Was it justice? Was it revenge?
Clara never learned the full truth. But in her heart, something told her that the woman had been the true mind behind it all—the mastermind of a macabre game, one who never accounted for the broken pieces left behind.
Clara gets up from the table and walks to the bathroom. She looks at herself in the mirror. The same woman, yet different. The eyes staring back from the reflection are colder, emptier, as if something inside her had been lost on that journey into the abyss.
Who was she now?
Desire, jealousy, love, and betrayal—everything she had lived through had transformed her. She could no longer see the world the same way. She no longer trusted. She no longer expected things to be good or bright. Time and wounds had made her stronger, more cautious.
But they had also left her more broken, more trapped in the memories of those days of darkness. In the faces of Ricardo, Isabela, and Javier, now distant shadows, yet still present in her mind.
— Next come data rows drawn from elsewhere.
//! Label model representing a Gmail label

use serde::{Deserialize, Serialize};

use crate::gmail::api::GmailLabel;

/// Unique identifier for a label (Gmail label ID)
#[derive(Debug, Clone, PartialEq, Eq, Hash, Serialize, Deserialize)]
pub struct LabelId(pub String);

impl LabelId {
    pub fn new(id: impl Into<String>) -> Self {
        Self(id.into())
    }

    pub fn as_str(&self) -> &str {
        &self.0
    }

    // System label IDs usable in `label:` queries
    pub const INBOX: &'static str = "INBOX";
    pub const SENT: &'static str = "SENT";
    pub const DRAFTS: &'static str = "DRAFT";
    pub const TRASH: &'static str = "TRASH";
    pub const SPAM: &'static str = "SPAM";
    pub const UNREAD: &'static str = "UNREAD";
}

impl From<String> for LabelId {
    fn from(s: String) -> Self {
        Self(s)
    }
}

impl From<&str> for LabelId {
    fn from(s: &str) -> Self {
        Self(s.to_string())
    }
}

/// A mailbox label
#[derive(Debug, Clone, Serialize, Deserialize)]
pub struct Label {
    /// Label ID (e.g., "INBOX", "SENT", "Label_123")
    pub id: LabelId,
    /// Display name
    pub name: String,
    /// Whether this is a system label
    pub is_system: bool,
    /// Number of messages with this label
    pub message_count: u32,
    /// Number of unread messages
    pub unread_count: u32,
}

impl From<GmailLabel> for Label {
    fn from(label: GmailLabel) -> Self {
        Self {
            id: LabelId(label.id),
            name: label.name,
            is_system: label.label_type.as_deref() == Some("system"),
            message_count: label.messages_total.unwrap_or(0),
            unread_count: label.messages_unread.unwrap_or(0),
        }
    }
}

#[cfg(test)]
mod tests {
    use super::*;

    #[test]
    fn test_from_api_label() {
        let json = r#"{
            "id": "Label_42",
            "name": "Invoices",
            "type": "user",
            "messagesTotal": 12,
            "messagesUnread": 3
        }"#;
        let api: GmailLabel = serde_json::from_str(json).unwrap();
        let label = Label::from(api);

        assert_eq!(label.id.as_str(), "Label_42");
        assert_eq!(label.name, "Invoices");
        assert!(!label.is_system);
        assert_eq!(label.message_count, 12);
        assert_eq!(label.unread_count, 3);
    }

    #[test]
    fn test_system_label() {
        let api: GmailLabel =
            serde_json::from_str(r#"{"id": "INBOX", "name": "INBOX", "type": "system"}"#).unwrap();
        let label = Label::from(api);
        assert!(label.is_system);
        assert_eq!(label.id.as_str(), LabelId::INBOX);
        assert_eq!(label.message_count, 0);
    }
}
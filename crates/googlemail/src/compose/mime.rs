//! MIME assembly for outgoing mail
//!
//! Output uses CRLF line endings throughout. Binary content is base64
//! encoded and wrapped at 76 columns.

use base64::prelude::*;
use rand::Rng;
use rand::distributions::Alphanumeric;

use super::Draft;
use crate::models::Attachment;

/// Maximum encoded line length for base64 bodies
const LINE_WIDTH: usize = 76;

/// Raw bytes per RFC 2047 encoded word (encodes to 60 characters)
const ENCODED_WORD_BYTES: usize = 45;

const BOUNDARY_LEN: usize = 32;

/// Magic bytes for the content types recognised when none is given
const SIGNATURES: &[(&[u8], &str)] = &[
    (b"%PDF-", "application/pdf"),
    (b"\x89PNG\r\n\x1a\n", "image/png"),
    (b"\xff\xd8\xff", "image/jpeg"),
    (b"GIF87a", "image/gif"),
    (b"GIF89a", "image/gif"),
    (b"PK\x03\x04", "application/zip"),
];

/// Render `draft` as a `multipart/mixed` message sent by `sender_email`
pub fn build_mime_message(draft: &Draft, sender_email: &str, boundary: &str) -> String {
    let mut out = String::new();

    push_header(
        &mut out,
        "Content-Type",
        &format!("multipart/mixed; boundary=\"{}\"", boundary),
    );
    push_header(&mut out, "MIME-Version", "1.0");
    push_header(&mut out, "To", &single_line(&draft.to.join(", ")));
    if !draft.cc.is_empty() {
        push_header(&mut out, "Cc", &single_line(&draft.cc.join(", ")));
    }
    if !draft.bcc.is_empty() {
        push_header(&mut out, "Bcc", &single_line(&draft.bcc.join(", ")));
    }
    push_header(&mut out, "From", &format_sender(&draft.send_as, sender_email));
    push_header(&mut out, "Subject", &encode_header_value(&single_line(&draft.subject)));
    out.push_str("\r\n");

    // HTML body part
    push_delimiter(&mut out, boundary);
    push_header(&mut out, "Content-Type", "text/html; charset=\"UTF-8\"");
    if draft.body.is_ascii() {
        push_header(&mut out, "Content-Transfer-Encoding", "7bit");
        out.push_str("\r\n");
        out.push_str(&normalize_line_endings(&draft.body));
        out.push_str("\r\n");
    } else {
        push_header(&mut out, "Content-Transfer-Encoding", "base64");
        out.push_str("\r\n");
        push_wrapped_base64(&mut out, draft.body.as_bytes());
    }

    for attachment in &draft.attachments {
        push_delimiter(&mut out, boundary);
        push_attachment(&mut out, attachment);
    }

    out.push_str("--");
    out.push_str(boundary);
    out.push_str("--\r\n");
    out
}

/// A fresh multipart boundary of 32 random alphanumeric characters
pub fn random_boundary() -> String {
    rand::thread_rng()
        .sample_iter(&Alphanumeric)
        .take(BOUNDARY_LEN)
        .map(char::from)
        .collect()
}

/// Encode a message for `messages.send` (URL-safe alphabet, no padding)
pub fn encode_raw(message: &[u8]) -> String {
    BASE64_URL_SAFE_NO_PAD.encode(message)
}

/// Guess a content type from leading bytes
pub fn sniff_content_type(data: &[u8]) -> &'static str {
    if let Some((_, content_type)) = SIGNATURES.iter().find(|(magic, _)| data.starts_with(magic)) {
        return *content_type;
    }

    match std::str::from_utf8(data) {
        Ok(text) if !text.chars().any(|c| c.is_control() && !matches!(c, '\t' | '\r' | '\n')) => {
            "text/plain; charset=utf-8"
        }
        _ => "application/octet-stream",
    }
}

fn push_header(out: &mut String, name: &str, value: &str) {
    out.push_str(name);
    out.push_str(": ");
    out.push_str(value);
    out.push_str("\r\n");
}

fn push_delimiter(out: &mut String, boundary: &str) {
    out.push_str("--");
    out.push_str(boundary);
    out.push_str("\r\n");
}

fn push_attachment(out: &mut String, attachment: &Attachment) {
    let name = quote(&attachment.name);
    let content_type = attachment
        .content_type
        .as_deref()
        .unwrap_or_else(|| sniff_content_type(&attachment.data));

    push_header(out, "Content-Type", &format!("{}; name=\"{}\"", content_type, name));
    push_header(out, "Content-Transfer-Encoding", "base64");
    push_header(
        out,
        "Content-Disposition",
        &format!("attachment; filename=\"{}\"", name),
    );
    out.push_str("\r\n");
    push_wrapped_base64(out, &attachment.data);
}

fn push_wrapped_base64(out: &mut String, data: &[u8]) {
    let encoded = BASE64_STANDARD.encode(data);
    // Base64 output is ASCII, so byte offsets are char boundaries.
    let mut rest = encoded.as_str();
    while !rest.is_empty() {
        let (line, tail) = rest.split_at(rest.len().min(LINE_WIDTH));
        out.push_str(line);
        out.push_str("\r\n");
        rest = tail;
    }
}

fn format_sender(send_as: &str, sender_email: &str) -> String {
    let name = single_line(send_as);
    let name = name.trim();
    if name.is_empty() {
        format!("<{}>", single_line(sender_email))
    } else {
        format!("{} <{}>", encode_header_value(name), single_line(sender_email))
    }
}

/// Escape a value for use inside a quoted header parameter
fn quote(value: &str) -> String {
    single_line(value).replace('\\', "\\\\").replace('"', "\\\"")
}

/// Header text with CR and LF replaced by spaces, so a value cannot start a new header
fn single_line(value: &str) -> String {
    value.replace(['\r', '\n'], " ")
}

/// Header text as-is when ASCII, else RFC 2047 B-encoded words
fn encode_header_value(value: &str) -> String {
    if value.is_ascii() {
        return value.to_string();
    }

    let mut words = Vec::new();
    let mut chunk = String::new();
    for c in value.chars() {
        if chunk.len() + c.len_utf8() > ENCODED_WORD_BYTES {
            words.push(encoded_word(&chunk));
            chunk.clear();
        }
        chunk.push(c);
    }
    if !chunk.is_empty() {
        words.push(encoded_word(&chunk));
    }

    words.join("\r\n ")
}

fn encoded_word(text: &str) -> String {
    format!("=?UTF-8?B?{}?=", BASE64_STANDARD.encode(text))
}

fn normalize_line_endings(text: &str) -> String {
    text.replace("\r\n", "\n").replace('\n', "\r\n")
}
//! Attachment retrieval

use log::{debug, warn};

use super::Mailbox;
use crate::error::Result;
use crate::gmail::api::{GmailMessage, MessageBody, MessagePart};
use crate::gmail::{MailService, decode_base64url};
use crate::models::{Attachment, MessageId, ThreadId};

/// A named part still to be materialized
struct AttachmentPart<'a> {
    filename: &'a str,
    mime_type: Option<&'a str>,
    body: Option<&'a MessageBody>,
}

impl<S: MailService> Mailbox<S> {
    /// Attachments of every message in a thread
    pub fn get_thread_attachments(&self, thread_id: &ThreadId) -> Result<Vec<Attachment>> {
        let thread = self.service.get_thread(&self.user_email, thread_id)?;
        let mut attachments = Vec::new();

        for message in thread.messages.iter().flatten() {
            attachments.extend(self.message_attachments(message)?);
        }

        debug!(
            "{}: thread {} has {} attachments",
            self.user_email,
            thread_id,
            attachments.len()
        );
        Ok(attachments)
    }

    /// Attachments of the thread holding the message with this RFC 822 `Message-ID`
    pub fn get_message_attachments(&self, rfc822_msg_id: &str) -> Result<Vec<Attachment>> {
        let message = self.find_message(rfc822_msg_id)?;
        self.get_thread_attachments(&ThreadId::new(message.thread_id))
    }

    /// Attachments of one full-format message
    pub(crate) fn message_attachments(&self, message: &GmailMessage) -> Result<Vec<Attachment>> {
        let Some(payload) = &message.payload else {
            return Ok(Vec::new());
        };

        let mut parts = Vec::new();
        if let Some(filename) = payload.filename.as_deref().filter(|f| !f.is_empty()) {
            parts.push(AttachmentPart {
                filename,
                mime_type: payload.mime_type.as_deref(),
                body: payload.body.as_ref(),
            });
        }
        collect_parts(payload.parts.as_deref().unwrap_or_default(), &mut parts);

        let message_id = MessageId::new(message.id.as_str());
        let mut attachments = Vec::with_capacity(parts.len());
        for part in parts {
            if let Some(attachment) = self.materialize(&message_id, part)? {
                attachments.push(attachment);
            }
        }
        Ok(attachments)
    }

    fn materialize(
        &self,
        message_id: &MessageId,
        part: AttachmentPart<'_>,
    ) -> Result<Option<Attachment>> {
        let body = part.body;
        let data = match (
            body.and_then(|b| b.data.as_deref()),
            body.and_then(|b| b.attachment_id.as_deref()),
        ) {
            (Some(inline), _) => decode_base64url(inline)?,
            (None, Some(attachment_id)) => {
                let fetched =
                    self.service
                        .get_attachment(&self.user_email, message_id, attachment_id)?;
                decode_base64url(&fetched.data)?
            }
            (None, None) => {
                warn!(
                    "{}: attachment {} of {} has no data, skipping",
                    self.user_email, part.filename, message_id
                );
                return Ok(None);
            }
        };

        let mut attachment = Attachment::new(part.filename, data);
        attachment.content_type = part.mime_type.map(str::to_string);
        Ok(Some(attachment))
    }
}

/// Depth-first walk collecting every part with a filename
fn collect_parts<'a>(parts: &'a [MessagePart], out: &mut Vec<AttachmentPart<'a>>) {
    for part in parts {
        if let Some(filename) = part.filename.as_deref().filter(|f| !f.is_empty()) {
            out.push(AttachmentPart {
                filename,
                mime_type: part.mime_type.as_deref(),
                body: part.body.as_ref(),
            });
        }
        if let Some(nested) = &part.parts {
            collect_parts(nested, out);
        }
    }
}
Clara knows she will never be the same. Perhaps she never was.
Although she survived, something inside her broke irreparably. The pain of her choices, of her survival, continues to torment her. She often wonders whether she did the right thing—whether, in her attempt to escape the control of others, she was not simply accepting her own destiny in a different way.
What would have happened if she had stayed in the mansion? What would have happened if she had not touched the revolver, if she had not made the decisions that ultimately led her to this solitary existence?
The days keep passing, one after another. And Clara faces a future that, though full of possibilities, is marked by the weight of what she lived through, by what she lost, by what will never be the same.
Clara closes her eyes; the sound of the rain continues to tap against the glass, but it no longer bothers her. It is her only companion now. Somewhere deep within her soul, she knows that one day she will be able to live again. Maybe not now. Maybe not tomorrow. But one day.
Because, although the scars will never disappear, life always finds a way to go on. And perhaps that is the only thing that truly matters.